Também particularmente impressionante é que, embora grande parte da história seja vista do ponto de vista de Amália, há todo um cenário mais vasto a considerar. Dos casos que Amália julga no tribunal, bem como da história de Marta, de Madalena e da própria relação falhada de Amália, emergem questões muitíssimo pertinentes, como a importância da família biológica, a possível falibilidade do sistema jurídico ou a forma como o que se julga ser o melhor e o que realmente o é nem sempre são a mesma coisa. E esta complexidade surge não só da percepção de Amália, mas também dos comportamentos das personagens que a rodeiam. Marta, em particular, é um poço de complexidade: vulnerável, encantadora, mas obstinada nas suas vontades e capaz de atacar onde mais dói.
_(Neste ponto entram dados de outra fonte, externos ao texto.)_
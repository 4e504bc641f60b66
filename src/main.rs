use std::process;

use chrono::NaiveDate;
use clap::Parser;

use farelink::date::PartialDate;
use farelink::error::SearchError;
use farelink::search::{itinerary, roundtrip, ItinerarySearch, RoundtripSearch};

#[derive(Parser)]
#[command(
    name = "farelink",
    about = "Build Google Flights deep-link URLs from the terminal",
    version,
    after_help = "\
Examples:
  farelink roundtrip -f JFK -t JNB
  farelink roundtrip -f JFK,EWR -t JNB,CPT -d 2026-09-06 -r 2026-10-12
  farelink roundtrip -f JFK -t JNB -d 2026-09-06 --open
  farelink itinerary --leg \"JFK,EWR JNB 2026-09-05\" --leg \"CPT JFK,EWR 2026-09-09\"
  farelink itinerary --leg \"JFK LHR\" --leg \"LHR NRT\" --leg \"NRT JFK\" --json"
)]
struct Cli {
    #[command(subcommand)]
    command: Commands,
}

#[derive(clap::Subcommand)]
enum Commands {
    #[command(
        about = "Build a round-trip search URL",
        after_help = "\
Examples:
  No dates:     farelink roundtrip -f JFK -t JNB
  With dates:   farelink roundtrip -f JFK -t JNB -d 2026-09-06 -r 2026-10-12
  Multi-origin: farelink roundtrip -f JFK,EWR,LGA,SWF -t JNB,CPT
  As itinerary: farelink roundtrip -f JFK -t JNB -d 2026-09-06 -r 2026-10-12 --as-itinerary"
    )]
    Roundtrip(RoundtripArgs),
    #[command(
        about = "Build a multi-leg itinerary search URL",
        after_help = "\
Examples:
  Round the world:  farelink itinerary --leg \"JFK LHR 2026-09-01\" --leg \"LHR NRT\" --leg \"NRT JFK\"
  Open return leg:  farelink itinerary --leg \"JFK,EWR JNB\" --leg \"JNB\"
  Open in browser:  farelink itinerary --leg \"JFK JNB 2026-09-05\" --open"
    )]
    Itinerary(ItineraryArgs),
    #[command(about = "Start MCP server for AI agents (stdio transport)")]
    Mcp,
}

#[derive(clap::Args)]
struct RoundtripArgs {
    #[arg(
        short, long,
        value_name = "IATA",
        help = "Departure airport code(s), comma-separated",
        long_help = "Departure airport IATA code(s), comma-separated \
            (e.g. JFK or JFK,EWR,LGA). Duplicates are dropped, order is kept."
    )]
    from: String,

    #[arg(
        short, long,
        value_name = "IATA",
        help = "Return airport code(s), comma-separated",
        long_help = "Return airport IATA code(s), comma-separated \
            (e.g. JNB or JNB,CPT). Duplicates are dropped, order is kept."
    )]
    to: String,

    #[arg(
        short,
        long,
        value_name = "YYYY-MM-DD",
        help = "Departure date (omit to leave the date open)"
    )]
    depart: Option<String>,

    #[arg(
        short = 'r',
        long = "return",
        value_name = "YYYY-MM-DD",
        help = "Return date (omit to leave the date open)"
    )]
    return_date: Option<String>,

    #[arg(
        long,
        help = "Emit the two-leg itinerary form of this round trip",
        long_help = "Reshape the round trip as a two-leg itinerary URL: an \
            outbound leg, then a return leg with the airports mirrored."
    )]
    as_itinerary: bool,

    #[arg(long, help = "Open the URL in the default browser")]
    open: bool,

    #[arg(long, help = "Output as JSON")]
    json: bool,
}

#[derive(clap::Args)]
struct ItineraryArgs {
    #[arg(
        long,
        value_name = "\"FROM TO DATE\"",
        help = "Flight leg (repeatable, in travel order)",
        long_help = "Define a flight leg as \"FROM\", \"FROM TO\" or \
            \"FROM TO YYYY-MM-DD\", with comma-separated airport codes. \
            Repeat in travel order.\n\
            Example: --leg \"JFK,EWR JNB 2026-09-05\" --leg \"JNB JFK,EWR\"",
        num_args = 1,
        required = true
    )]
    leg: Vec<String>,

    #[arg(long, help = "Open the URL in the default browser")]
    open: bool,

    #[arg(long, help = "Output as JSON")]
    json: bool,
}

fn error_code(err: &SearchError) -> i32 {
    match err {
        SearchError::InvalidDate(_) | SearchError::InvalidLeg(_) => 2,
        SearchError::Incomplete { .. } => 3,
    }
}

fn error_kind(err: &SearchError) -> &'static str {
    match err {
        SearchError::InvalidDate(_) => "invalid_date",
        SearchError::InvalidLeg(_) => "invalid_leg",
        SearchError::Incomplete { .. } => "incomplete_search",
    }
}

fn die(err: &SearchError, json_mode: bool) -> ! {
    if json_mode {
        let json = serde_json::json!({
            "error": {
                "kind": error_kind(err),
                "message": err.to_string(),
            }
        });
        println!("{}", serde_json::to_string(&json).unwrap());
    } else {
        eprintln!("error: {err}");
    }
    process::exit(error_code(err));
}

fn parse_airports(csv: &str) -> Vec<String> {
    csv.split(',')
        .map(|code| code.trim().to_uppercase())
        .filter(|code| !code.is_empty())
        .collect()
}

fn parse_date(date: &str) -> Result<PartialDate, SearchError> {
    NaiveDate::parse_from_str(date, "%Y-%m-%d")
        .map(PartialDate::from)
        .map_err(|_| SearchError::InvalidDate(date.to_string()))
}

fn build_roundtrip(args: &RoundtripArgs) -> Result<RoundtripSearch, SearchError> {
    let depart = match args.depart.as_deref() {
        Some(date) => parse_date(date)?,
        None => PartialDate::default(),
    };
    let ret = match args.return_date.as_deref() {
        Some(date) => parse_date(date)?,
        None => PartialDate::default(),
    };
    Ok(roundtrip()
        .departing(parse_airports(&args.from), depart)
        .returning(parse_airports(&args.to), ret))
}

fn build_itinerary(legs: &[String]) -> Result<ItinerarySearch, SearchError> {
    let mut search = itinerary();
    for spec in legs {
        let parts: Vec<&str> = spec.split_whitespace().collect();
        let (from, to, date) = match parts.as_slice() {
            [from] => (*from, None, None),
            [from, to] => (*from, Some(*to), None),
            [from, to, date] => (*from, Some(*to), Some(*date)),
            _ => return Err(SearchError::InvalidLeg(spec.clone())),
        };
        let on = match date {
            Some(date) => parse_date(date)?,
            None => PartialDate::default(),
        };
        search = search.departing(parse_airports(from), on);
        if let Some(to) = to {
            search = search.arriving(parse_airports(to));
        }
    }
    Ok(search)
}

fn emit(url: &str, open_it: bool, json_mode: bool) {
    if open_it {
        println!("Opening: {url}");
        if let Err(e) = open::that(url) {
            eprintln!("error: failed to open browser: {e}");
            process::exit(1);
        }
        return;
    }
    if json_mode {
        let json = serde_json::json!({ "url": url });
        println!("{}", serde_json::to_string(&json).unwrap());
    } else {
        println!("{url}");
    }
}

#[tokio::main]
async fn main() {
    let cli = Cli::parse();

    match cli.command {
        Commands::Mcp => farelink::mcp::run().await,
        Commands::Roundtrip(args) => {
            let search = match build_roundtrip(&args) {
                Ok(s) => s,
                Err(e) => die(&e, args.json),
            };
            if args.as_itinerary {
                match search.itinerary().url() {
                    Ok(url) => emit(&url, args.open, args.json),
                    Err(e) => die(&e, args.json),
                }
            } else {
                emit(&search.url(), args.open, args.json);
            }
        }
        Commands::Itinerary(args) => {
            let search = match build_itinerary(&args.leg) {
                Ok(s) => s,
                Err(e) => die(&e, args.json),
            };
            match search.url() {
                Ok(url) => emit(&url, args.open, args.json),
                Err(e) => die(&e, args.json),
            }
        }
    }
}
Uma criança, mas com uma maturidade assustadora. Frágil, em certos aspectos, mas mais que capaz de se defender.
E, claro, o fluxo da escrita parece ajustar-se perfeitamente a esta jornada de percepção. Pausada, introspectiva, divagando entre as diferentes facetas da narrativa, mas sem perder de vista a perspectiva global, dá a voz certa a cada figura e a cada momento, realçando, em cada situação, o que realmente importa. No fim, é certo que não há resposta para tudo - como na vida também as não há. Mas faz sentido a forma como tudo termina, num ponto de viragem que é apenas insinuado, mas que abre portas a toda uma nova fase da vida.
Nenhuma verdade se escreve no singular. É bem verdade esta afirmação. E é também esta a imagem que fica deste livro: a de uma caminhada por duras veredas em que a única verdade universal parece ser a da infinita complexidade do ser humano. Marcante, pertinente e com muito material em que pensar, um livro memorável em todos os aspectos. E que recomendo, naturalmente.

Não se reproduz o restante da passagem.